Wednesday, 20 January 2016

Getting the shopping done.

Overheard in the co-op in Uppermill this morning: 

"How are your driving lessons coming along?" 

                    "Not so bad but I'm having trouble parallel parking. It's really hard." 

"Never mind! You only need to do it once to pass your test and then you don't need it ever again. I never parallel park!" 

Wow! I wonder where she drives if she never needs to parallel park. Maybe she is the driver of the car I see parked near our house, regularly a good metre away from the kerb. A lot of people find it hard. My daughter reckons her fiancé can't parallel park properly because he has come to rely almost totally on the sensors on the back and front of his car, which tell him when he is getting too close to another vehicle. 

I appreciate that you might never again be quite so precisely careful a driver as you are when you take your test; familiarity breeds a certain contempt and possibly overconfidence. But as a rule the skills are still required. I wonder what else that lady in the co-op would consider redundant. Reversing round corners? Doing a three point turn? 

I ran to Uppermill first thing to shop at the market, planning to catch the bus back home afterwards, the first bus I could catch without paying. It was a splendid morning for a run. In the event, I finished the shopping so quickly that I also walked half way home before the bus came. It's very hard to run with a bag of fruit over your shoulder but I didn't want to stand almost fifteen minutes at the bus stop in my running gear. Running gear is fine for running but not terribly warm for standing around at bus stops. 
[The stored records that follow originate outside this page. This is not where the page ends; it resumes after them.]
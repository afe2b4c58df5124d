//! Scholar profile documents and the dated records they carry.
//!
//! A scholar document is stored whole. Every nested structure is optional so
//! that partially-initialised documents still decode; readers treat a missing
//! category as "nothing scheduled".

use chrono::{DateTime, NaiveDate, Utc};
use serde::{Deserialize, Serialize};
use strum::{AsRefStr, Display, EnumIter, EnumString};
use uuid::Uuid;

use crate::{Error, Result, dates, user::UserSummary};

// ─── Schedule ────────────────────────────────────────────────────────────────

/// The date-bearing core shared by meetings and milestones.
///
/// States: scheduled in the future, rescheduled (a new `scheduled_at`), or
/// occurred (terminal).
#[derive(Debug, Clone, Default, PartialEq, Eq, Serialize, Deserialize)]
pub struct Schedule {
  #[serde(default, deserialize_with = "dates::lenient")]
  pub scheduled_at: Option<DateTime<Utc>>,
  /// Absent, `null`, or anything other than `true` means "not yet".
  #[serde(default, deserialize_with = "dates::lenient_flag")]
  pub occurred:     bool,
  #[serde(default, deserialize_with = "dates::lenient")]
  pub occurred_at:  Option<DateTime<Utc>>,
}

impl Schedule {
  pub fn at(scheduled_at: DateTime<Utc>) -> Self {
    Self {
      scheduled_at: Some(scheduled_at),
      occurred:     false,
      occurred_at:  None,
    }
  }

  pub fn reschedule(&mut self, scheduled_at: DateTime<Utc>) -> Result<()> {
    if self.occurred {
      return Err(Error::AlreadyOccurred);
    }
    self.scheduled_at = Some(scheduled_at);
    Ok(())
  }

  /// Mark the record as having taken place. Idempotent on the flag; the
  /// actual date is overwritten if supplied again.
  pub fn mark_occurred(&mut self, occurred_at: DateTime<Utc>) {
    self.occurred = true;
    self.occurred_at = Some(occurred_at);
  }
}

// ─── Doctoral committee meetings ─────────────────────────────────────────────

/// A doctoral-committee (DC) meeting.
#[derive(Debug, Clone, PartialEq, Eq, Serialize, Deserialize)]
pub struct DcMeeting {
  pub meeting_id: Uuid,
  #[serde(flatten)]
  pub schedule:   Schedule,
  #[serde(default)]
  pub agenda:     Option<String>,
  #[serde(default)]
  pub minutes:    Option<String>,
}

// ─── Milestones ──────────────────────────────────────────────────────────────

/// The fixed thesis-track milestones, in programme order.
#[derive(
  Debug,
  Clone,
  Copy,
  PartialEq,
  Eq,
  Hash,
  Serialize,
  Deserialize,
  AsRefStr,
  Display,
  EnumIter,
  EnumString,
)]
#[serde(rename_all = "snake_case")]
#[strum(serialize_all = "snake_case")]
pub enum MilestoneKind {
  CourseworkCompletion,
  SynopsisSeminar,
  PreSubmissionSeminar,
  ThesisSubmission,
  VivaVoce,
}

/// One optional schedule per [`MilestoneKind`].
#[derive(Debug, Clone, Default, PartialEq, Eq, Serialize, Deserialize)]
pub struct Milestones {
  #[serde(default)]
  pub coursework_completion:  Option<Schedule>,
  #[serde(default)]
  pub synopsis_seminar:       Option<Schedule>,
  #[serde(default)]
  pub pre_submission_seminar: Option<Schedule>,
  #[serde(default)]
  pub thesis_submission:      Option<Schedule>,
  #[serde(default)]
  pub viva_voce:              Option<Schedule>,
}

impl Milestones {
  pub fn get(&self, kind: MilestoneKind) -> Option<&Schedule> {
    match kind {
      MilestoneKind::CourseworkCompletion => self.coursework_completion.as_ref(),
      MilestoneKind::SynopsisSeminar => self.synopsis_seminar.as_ref(),
      MilestoneKind::PreSubmissionSeminar => self.pre_submission_seminar.as_ref(),
      MilestoneKind::ThesisSubmission => self.thesis_submission.as_ref(),
      MilestoneKind::VivaVoce => self.viva_voce.as_ref(),
    }
  }

  pub fn slot_mut(&mut self, kind: MilestoneKind) -> &mut Option<Schedule> {
    match kind {
      MilestoneKind::CourseworkCompletion => &mut self.coursework_completion,
      MilestoneKind::SynopsisSeminar => &mut self.synopsis_seminar,
      MilestoneKind::PreSubmissionSeminar => &mut self.pre_submission_seminar,
      MilestoneKind::ThesisSubmission => &mut self.thesis_submission,
      MilestoneKind::VivaVoce => &mut self.viva_voce,
    }
  }
}

// ─── Coursework ──────────────────────────────────────────────────────────────

#[derive(Debug, Clone, PartialEq, Serialize, Deserialize)]
pub struct Course {
  pub code:    String,
  pub title:   String,
  pub credits: f32,
  #[serde(default)]
  pub grade:   Option<String>,
}

#[derive(Debug, Clone, Default, PartialEq, Serialize, Deserialize)]
pub struct Coursework {
  #[serde(default)]
  pub courses: Vec<Course>,
}

// ─── Scholar ─────────────────────────────────────────────────────────────────

/// A PhD scholar's profile document.
#[derive(Debug, Clone, PartialEq, Serialize, Deserialize)]
pub struct Scholar {
  pub scholar_id:        Uuid,
  /// Owning account. May point at a deleted or missing user.
  pub user_id:           Uuid,
  #[serde(default)]
  pub supervisor_id:     Option<Uuid>,
  pub enrollment_number: String,
  pub department:        String,
  #[serde(default)]
  pub research_area:     Option<String>,
  #[serde(default)]
  pub joined_on:         Option<NaiveDate>,
  #[serde(default)]
  pub coursework:        Option<Coursework>,
  #[serde(default)]
  pub dc_meetings:       Option<Vec<DcMeeting>>,
  #[serde(default)]
  pub milestones:        Option<Milestones>,
  pub created_at:        DateTime<Utc>,
}

impl Scholar {
  pub fn meeting_mut(&mut self, meeting_id: Uuid) -> Result<&mut DcMeeting> {
    self
      .dc_meetings
      .iter_mut()
      .flatten()
      .find(|m| m.meeting_id == meeting_id)
      .ok_or(Error::MeetingNotFound(meeting_id))
  }

  /// Append a new meeting, initialising the list if needed.
  pub fn schedule_meeting(
    &mut self,
    scheduled_at: DateTime<Utc>,
    agenda: Option<String>,
  ) -> &DcMeeting {
    let meetings = self.dc_meetings.get_or_insert_with(Vec::new);
    meetings.push(DcMeeting {
      meeting_id: Uuid::new_v4(),
      schedule: Schedule::at(scheduled_at),
      agenda,
      minutes: None,
    });
    &meetings[meetings.len() - 1]
  }

  /// Schedule a milestone for the first time, or move it if it has not yet
  /// occurred.
  pub fn schedule_milestone(
    &mut self,
    kind: MilestoneKind,
    scheduled_at: DateTime<Utc>,
  ) -> Result<Schedule> {
    let slot = self
      .milestones
      .get_or_insert_with(Milestones::default)
      .slot_mut(kind);
    match slot.as_mut() {
      Some(existing) => existing.reschedule(scheduled_at)?,
      None => *slot = Some(Schedule::at(scheduled_at)),
    }
    Ok(slot.clone().unwrap_or_default())
  }

  pub fn milestone_mut(&mut self, kind: MilestoneKind) -> Result<&mut Schedule> {
    self
      .milestones
      .as_mut()
      .and_then(|m| m.slot_mut(kind).as_mut())
      .ok_or(Error::MilestoneNotScheduled(kind))
  }

  pub fn summary(&self, owner: UserSummary) -> ScholarSummary {
    ScholarSummary {
      scholar_id:        self.scholar_id,
      enrollment_number: self.enrollment_number.clone(),
      department:        self.department.clone(),
      supervisor_id:     self.supervisor_id,
      owner,
    }
  }
}

/// Input to [`crate::store::PortalStore::create_scholar`].
#[derive(Debug, Clone)]
pub struct NewScholar {
  pub user_id:           Uuid,
  pub supervisor_id:     Option<Uuid>,
  pub enrollment_number: String,
  pub department:        String,
  pub research_area:     Option<String>,
  pub joined_on:         Option<NaiveDate>,
}

/// A scholar with its owner link resolved. `owner` is `None` when the linked
/// account is missing or soft-deleted.
#[derive(Debug, Clone, Serialize, Deserialize)]
pub struct LinkedScholar {
  pub scholar: Scholar,
  pub owner:   Option<UserSummary>,
}

/// Compact scholar description embedded in list responses.
#[derive(Debug, Clone, PartialEq, Eq, Serialize, Deserialize)]
pub struct ScholarSummary {
  pub scholar_id:        Uuid,
  pub enrollment_number: String,
  pub department:        String,
  pub supervisor_id:     Option<Uuid>,
  pub owner:             UserSummary,
}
Last week I picked up some jumpers for our grandson in the sale at Gap in Manchester. He wore one jumper just once and the seam began to unravel. He suggested that I should "knit it back together", something that I could quite easily have done, but I was going to Manchester again yesterday and so chose to return it to the shop. Not only did they happily replace the item but they refunded what I had originally paid and charged me yesterday's sale price, another 20% off the marked sale price. So the skirt I had picked up off the sale rail for our younger granddaughter cost me a grand total of 39 pence. 

Now, that was an unusual occurrence because I keep hearing that women's and girls' stuff costs more than men's and boy's stuff. Inequality means that disposable razors are more expensive if you buy them in girly colours to shave your legs and underarms that if you are buying them to shave your face. The same model bike for small children will cost more in girly pink, probably with tassels and streamers and a pretty basket at the front to carry essential girly stuff around in, than in blue or green. There are even ballpoint pens with a price hike. The Bic biro company produces Bics and Bics for Her. You can guess which comes with the higher price tag. 

The moral, of course, is that girls don't need pink bikes, or special Lego for that matter. And any woman daft enough to believe she needs a special "feminine" pen deserves to pay more for it!